Secularity, as a phenomenon, is determined by societies at different junctures and periods of time within different social and cultural contexts. Hence, it can attain a variety of meanings. Secularity is a heterogeneous phenomenon and this complexity must be appreciated.
Therefore, we should take note of the Islamic Iranian reformist philosopher Abdolkarim Soroush who makes a distinction between ‘political secularism’ and ‘philosophical secularism’ and also between ‘objective secularism’, an institutional divide between religion and the state, and ‘subjective secularism’ (in the sense Berger, Bellah and others make), which is the social and psychological decimation of religion from the public conscience. Political secularism is indeed something one should welcome, as it prevents discrimination and injustice and fosters equality and healthy pluralism
Furthermore, there are many types of secularisms, e.g. the French anti-cleric and anti-religion secularism with its focus on mitigating the presence of religious symbols and indeed ‘religious reason’ in the public sphere being one of many. In this model, religious convictions should have no place in the administration of political affairs. In other countries such as Britain, there is an indifference towards religion; a benign secularism is what is present in British politics. The common factor in both cases is that secularism has precipitated into the marginalisation of religion as a cultural, metaphysical and philosophical powerhouse.

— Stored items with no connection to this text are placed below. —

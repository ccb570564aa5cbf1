//! Multi-servo presence bitset and ordered payload list
//!
//! The SERVO_CONST and SERVO_SERIES layouts start with a 5-byte bitset
//! marking which of the 36 servo slots the command addresses, followed by
//! one payload per marked servo. The firmware requires the payload list in
//! ascending servo-id order, matching bitset order; encoding out of order is
//! a silent protocol violation, so ordering is maintained on every insert.

use super::ICS_COUNT;

/// Per-servo payload: target speed and position
///
/// The speed byte is stored pre-inverted (the board's 1-fastest convention);
/// SERVO_CONST ignores it and uses the message-wide speed instead.
#[derive(Debug, Clone, Copy, Default, PartialEq, Eq)]
pub struct ServoEntry {
    /// Inverted speed byte as the board expects it
    pub speed: u8,
    /// Target position, 0-0xFFFF
    pub position: u16,
}

/// Sorted, bitset-indexed set of servo payloads
#[derive(Debug, Clone, Default, PartialEq, Eq)]
pub struct ServoSet {
    bitset: [u8; 5],
    entries: Vec<ServoEntry>,
}

impl ServoSet {
    /// Empty set
    #[must_use]
    pub fn new() -> Self {
        Self::default()
    }

    /// Number of servos present
    #[must_use]
    pub fn len(&self) -> usize {
        self.entries.len()
    }

    /// True if no servo has been added
    #[must_use]
    pub fn is_empty(&self) -> bool {
        self.entries.is_empty()
    }

    /// The 5-byte presence bitset; bit `i` of byte `i / 8` marks servo id `i + 1`
    #[must_use]
    pub fn bitset(&self) -> &[u8; 5] {
        &self.bitset
    }

    /// Payloads in ascending servo-id order
    #[must_use]
    pub fn entries(&self) -> &[ServoEntry] {
        &self.entries
    }

    /// Insert or overwrite the payload for servo `id` (1-based, 1-36)
    ///
    /// The caller validates the id range. A new id opens a gap at its sorted
    /// position; a repeated id overwrites in place.
    pub fn insert(&mut self, id: u8, entry: ServoEntry) {
        debug_assert!(id >= 1 && id <= ICS_COUNT);
        let bit = usize::from(id - 1);
        let (block, mask) = (bit / 8, 1u8 << (bit % 8));

        // Set bits below `id` give the insertion index.
        let index = self.rank(bit);
        let overwrite = self.bitset[block] & mask != 0;

        if overwrite {
            self.entries[index] = entry;
        } else {
            self.bitset[block] |= mask;
            self.entries.insert(index, entry);
        }
    }

    /// Count set bits strictly below bit position `bit`
    fn rank(&self, bit: usize) -> usize {
        let mut count = 0usize;
        for (block, byte) in self.bitset.iter().enumerate() {
            let base = block * 8;
            if base >= bit {
                break;
            }
            let take = (bit - base).min(8);
            let mask = if take == 8 { 0xFF } else { (1u8 << take) - 1 };
            count += (byte & mask).count_ones() as usize;
        }
        count
    }
}

#[cfg(test)]
mod tests {
    use super::*;

    fn entry(position: u16) -> ServoEntry {
        ServoEntry { speed: 0, position }
    }

    #[test]
    fn inserts_keep_ascending_order() {
        let mut set = ServoSet::new();
        set.insert(10, entry(0x0A0A));
        set.insert(2, entry(0x0202));
        set.insert(1, entry(0x0101));

        assert_eq!(set.len(), 3);
        assert_eq!(
            set.entries()
                .iter()
                .map(|e| e.position)
                .collect::<Vec<_>>(),
            [0x0101, 0x0202, 0x0A0A]
        );
        // Bits 0, 1, and 9 and nothing else.
        assert_eq!(set.bitset(), &[0b0000_0011, 0b0000_0010, 0, 0, 0]);
    }

    #[test]
    fn reinsert_overwrites_in_place() {
        let mut set = ServoSet::new();
        set.insert(2, entry(0x1111));
        set.insert(5, entry(0x5555));
        set.insert(2, entry(0x2222));

        assert_eq!(set.len(), 2);
        assert_eq!(set.entries()[0].position, 0x2222);
        assert_eq!(set.entries()[1].position, 0x5555);
    }

    #[test]
    fn highest_slot() {
        let mut set = ServoSet::new();
        set.insert(36, entry(1));
        set.insert(1, entry(2));
        assert_eq!(set.bitset()[4], 0b1000_0000);
        assert_eq!(set.entries()[1].position, 1);
    }
}
//! Serial transport: link abstraction, session exchange, control frames
//!
//! The board is a strict request/reply device. Every outbound frame is
//! answered by exactly one inbound frame, and the board needs a settle
//! delay after each exchange before it will accept the next one. The
//! timing constants here come from the board's documented behavior.

mod control;
mod error;
mod helpers;
mod serial;
mod session;

pub use error::{Result, TransportError};
pub use serial::SerialLink;
pub use session::{PingReply, Session};

#[cfg(feature = "tty")]
pub use serial::TtyLink;

use std::time::Duration;

/// Baud rate probed first when opening a session
pub const PRIMARY_BAUD: u32 = 115_200;

/// Baud rate probed if the primary gets no answer
pub const FALLBACK_BAUD: u32 = 1_250_000;

/// How long to wait for a reply frame
pub const REPLY_TIMEOUT: Duration = Duration::from_millis(500);

/// Settle delay after each write and after each reply
pub const COMMAND_DELAY: Duration = Duration::from_millis(50);

/// Delay before the second ping probe at each baud rate
pub const PROBE_RETRY_DELAY: Duration = Duration::from_millis(100);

In the US, however, secularism is fairly objective rather than subjective. Institutional soft secularism, combined with endeavours to revitalise religious consciousness at the individual level, was exemplified in the American tradition of religious liberty. The Memorial and Remonstrance of James Madison is perhaps the hallmark of religious liberty in the context of the modern nation state. It was a product of the moral and religious reinterpretation and intellectual exertion of a new expression of a rational theology of faith.
It is my contention that Pakistan was meant to be an objectively and institutionally secular state where temporal and religious authority was to be clearly separated but where the political discourse could be determined by religious convictions in society. What is lacking in the social and media narratives of the country is any kind of historical nuance on the origins, development and nature of secularity. Many try and quickly construct neat typologies and homogenise complex events, creating binary constructs that are superficially informed.
The purported clash between ‘secularists’ and ‘Islamists’ (neither label has ever been clearly defined) has been over-emphasised in a recent article published in a national daily (Iqbal Akhund, ‘Secularism vs Islamism’). The writer makes clear that there is an overlapping consensus between these two political narratives. In that article too, he defines the apparent conflict as “confusion over the terms of the debate”.
Hence, secularity does not necessarily mean a call for disbelief, but rather it can mean a cessation for a certain type of authoritarian and totalitarian religiosity. Once some clarity is shed on this debate, we would see that, in reality, there are multiple issues and concerns that are involved and not just a solitary issue over which binary positions can be taken. There are first the political, institutional and constitutional debates about the role of religion. Then there is the concern about the social and public expression of religion, and the influence religion has over the psychology and conscience of the nation.
Muslims must ask whether the state makes society religious or does society make the state religious. The debate is not about the validity of religious reason in the public sphere but on the validity of state religion. Is there a need for one and does the state have to prescribe interpretations and enforce them by force? After all, coerced belief is not belief at all, for belief to be true and deep has to be free. Hence, freedom should be seen as a virtue and friend of religiosity rather than as an enemy.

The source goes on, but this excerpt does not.